The extra pumped hydro-power storage will come from a number of dams built as part of the aqueduct or very adjacent to it. The water will be pumped from surplus wind and solar power generators when available. This will provide up to 20 GW of power for 5 hours a day. If not enough extra power has been generated during the 19 pumping hours, sometimes power will be purchased from the regular grid. The other source of pumped hydro-power storage is virtual. There will be more than 230 100 MW LFTR (Liquid Fluoride salt Thorium Rector) power stations strategically stationed along the waterway providing pumping of water for 19 hours and providing virtual hydro-power output.
These 43 GW of hydro-power capacity will be as follows: Louisiana, 0.4 GW; Texas, 18,5 GW (right now, Texas has no hydro-power storage, but plenty of wind power); New Mexico, 10.5 GW; Arizona 13.6 GW. In Addition, when the Transcontinental Aqueduct is fully built out, the Hoover dam can provide a true 2.2 GW hydro-power storage by pumping water back from Lake Mojave; a 3 billion dollar existing proposal is waiting to be realized once Lake Mead is saved.

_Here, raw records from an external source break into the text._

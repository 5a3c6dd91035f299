use anyhow::{Context, Result};
use clap::{Parser, ValueEnum};
use colored::Colorize;
use std::path::PathBuf;
use std::process::ExitCode;
use sudoku_engine::{load_puzzle, solver, validator, Trace};

#[derive(Parser, Debug)]
#[command(name = "sudoku-engine", version, about = "Validate or solve 9x9 Sudoku puzzles")]
struct Cli {
    /// CSV puzzle file: up to nine lines of nine comma-separated fields,
    /// blank or 0 for an empty cell
    puzzle: PathBuf,

    /// What to do with the puzzle
    #[arg(short, long, value_enum, default_value_t = Mode::Solve)]
    mode: Mode,

    /// Emit per-unit and per-pass diagnostics
    #[arg(long)]
    verbose: bool,

    /// Colorize diagnostic and verdict output
    #[arg(long)]
    color: bool,
}

#[derive(Copy, Clone, Debug, ValueEnum)]
enum Mode { Validate, Solve }

fn verdict(msg: &str, good: bool, color: bool) {
    if color {
        let line = if good { msg.green().bold() } else { msg.red().bold() };
        println!("{line}");
    } else {
        println!("{msg}");
    }
}

fn main() -> Result<ExitCode> {
    let cli = Cli::parse();
    let mut grid = load_puzzle(&cli.puzzle)
        .with_context(|| format!("loading puzzle from {}", cli.puzzle.display()))?;
    let mut trace = if cli.verbose { Trace::verbose(cli.color) } else { Trace::quiet() };

    println!("{grid}");
    match cli.mode {
        Mode::Validate => {
            let ok = validator::is_valid(&grid, &mut trace);
            verdict(if ok { "puzzle is valid" } else { "puzzle is NOT valid" }, ok, cli.color);
            Ok(if ok { ExitCode::SUCCESS } else { ExitCode::FAILURE })
        }
        Mode::Solve => {
            if !validator::is_valid(&grid, &mut trace) {
                verdict("puzzle is NOT valid as given", false, cli.color);
                return Ok(ExitCode::FAILURE);
            }
            if solver::solve(&mut grid, &mut trace) {
                println!("Solution:\n{grid}");
                Ok(ExitCode::SUCCESS)
            } else {
                verdict("no solution exists for this puzzle", false, cli.color);
                Ok(ExitCode::FAILURE)
            }
        }
    }
}
//! Batch summary notifications
//!
//! One summary message per launch batch goes to a Slack incoming webhook.
//! Delivery is fire-and-forget: the orchestrator logs failures and never
//! surfaces them to the caller.

use anyhow::{anyhow, Context, Result};
use async_trait::async_trait;
use serde_json::json;
use std::time::Duration;

use adlaunch_core::models::LaunchSummary;

/// Receives one batch summary after statuses are persisted.
#[async_trait]
pub trait NotificationSink: Send + Sync {
    async fn send_launch_summary(&self, summary: &LaunchSummary) -> Result<()>;
}

/// Render the summary as a Slack-friendly text block.
fn format_summary(summary: &LaunchSummary) -> String {
    let mut lines = vec![
        format!("Ad launch finished: {}", summary.batch_label),
        format!(
            "Brand {} / account {} — {} total, {} published, {} uploaded, {} failed",
            summary.brand_id,
            summary.ad_account_id,
            summary.totals.total,
            summary.totals.successful,
            summary.totals.uploaded,
            summary.totals.failed
        ),
    ];
    for result in &summary.results {
        let detail = match (&result.ad_id, &result.ad_error) {
            (Some(ad_id), _) => format!("ad {}", ad_id),
            (None, Some(error)) => error.clone(),
            (None, None) => String::new(),
        };
        lines.push(format!("• {} — {} {}", result.ad_name, result.status, detail));
    }
    lines.join("\n")
}

/// Slack incoming-webhook implementation.
#[derive(Clone)]
pub struct SlackNotifier {
    http_client: reqwest::Client,
    webhook_url: String,
}

impl SlackNotifier {
    pub fn new(webhook_url: String) -> Result<Self> {
        let http_client = reqwest::Client::builder()
            .timeout(Duration::from_secs(10))
            .build()
            .context("Failed to build HTTP client for Slack notifications")?;
        Ok(Self {
            http_client,
            webhook_url,
        })
    }
}

#[async_trait]
impl NotificationSink for SlackNotifier {
    async fn send_launch_summary(&self, summary: &LaunchSummary) -> Result<()> {
        let response = self
            .http_client
            .post(&self.webhook_url)
            .json(&json!({ "text": format_summary(summary) }))
            .send()
            .await
            .context("Failed to send Slack notification")?;
        let status = response.status();
        if !status.is_success() {
            return Err(anyhow!("Slack webhook returned {}", status));
        }
        tracing::info!(batch = %summary.batch_label, "Launch summary notification sent");
        Ok(())
    }
}

/// Sink for deployments without a webhook configured.
#[derive(Debug, Clone, Default)]
pub struct NoopNotificationSink;

#[async_trait]
impl NotificationSink for NoopNotificationSink {
    async fn send_launch_summary(&self, summary: &LaunchSummary) -> Result<()> {
        tracing::debug!(batch = %summary.batch_label, "No notification sink configured, skipping summary");
        Ok(())
    }
}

The amount of installed hydroelectric power storage is:
Most hydroelectric pumped storage was installed in the 70’s. Now natural gas plants provide most of the peak power. This aqueduct will double, triple the U.S. pumped peak storage if virtual peak storage is included. By being pumped from surplus wind and solar energy as well as nuclear energy it is true “Green power”. Some people like that.
What follows is a description of each leg of the aqueduct. Each leg except legs 9 and 10 ends in a dam, which holds enough water to make each leg free to operate to best use of available electricity and provide peak power on demand.
Leg 1: Atchafalaya river (Mississippi river bypass) to Aquilla lake, a distance of 360 miles.
Leg 2: Aquilla lake to Brad reservoir (to be built), a distance of 100 miles.
Leg 3: Brad reservoir to North of Baird dams. (to be constructed), a distance of 60 miles
Leg 4: North of Baird dams (to be constructed) to East of Sweetwater dam (to be built), a distance of 60 miles.
Leg 5: East of Sweetwater dam (to be constructed) to Grassland Canyon Lake (to be made), a distance of 50 miles.
Leg 6: Grassland Canyon Lake (to be made) to White Oaks Canyon Lake (to be made), a distance of 110 miles.
Leg 7: White Oaks Canyon Lake (to be made) to the Arch Lewis Canyon Lake via a 20 mile tunnel under the Guadaloupe Mountains in New Mexico.
Leg 8: Arch Lewis Canyon Lake to Martin Tank Lake, a distance of 50 miles.
Leg 9: Martin Tank Lake to Poppy Canyon Reservoir, a distance of 210 miles.
Leg 10: The Poppy Canyon Upper and Lower Reservoir. A Hydro-power storage peak power plant.
Leg 10, alternate solution: Poppy Canyon Reservoir to Cove Tank Reservoir, a distance of 13 miles.
Leg 11: Poppy Canyon Reservoir to San Carlos Lake, a distance of 80 miles.
Leg 12: San Carlos Lake to the Colorado river following the Gila river, a distance of 280 miles.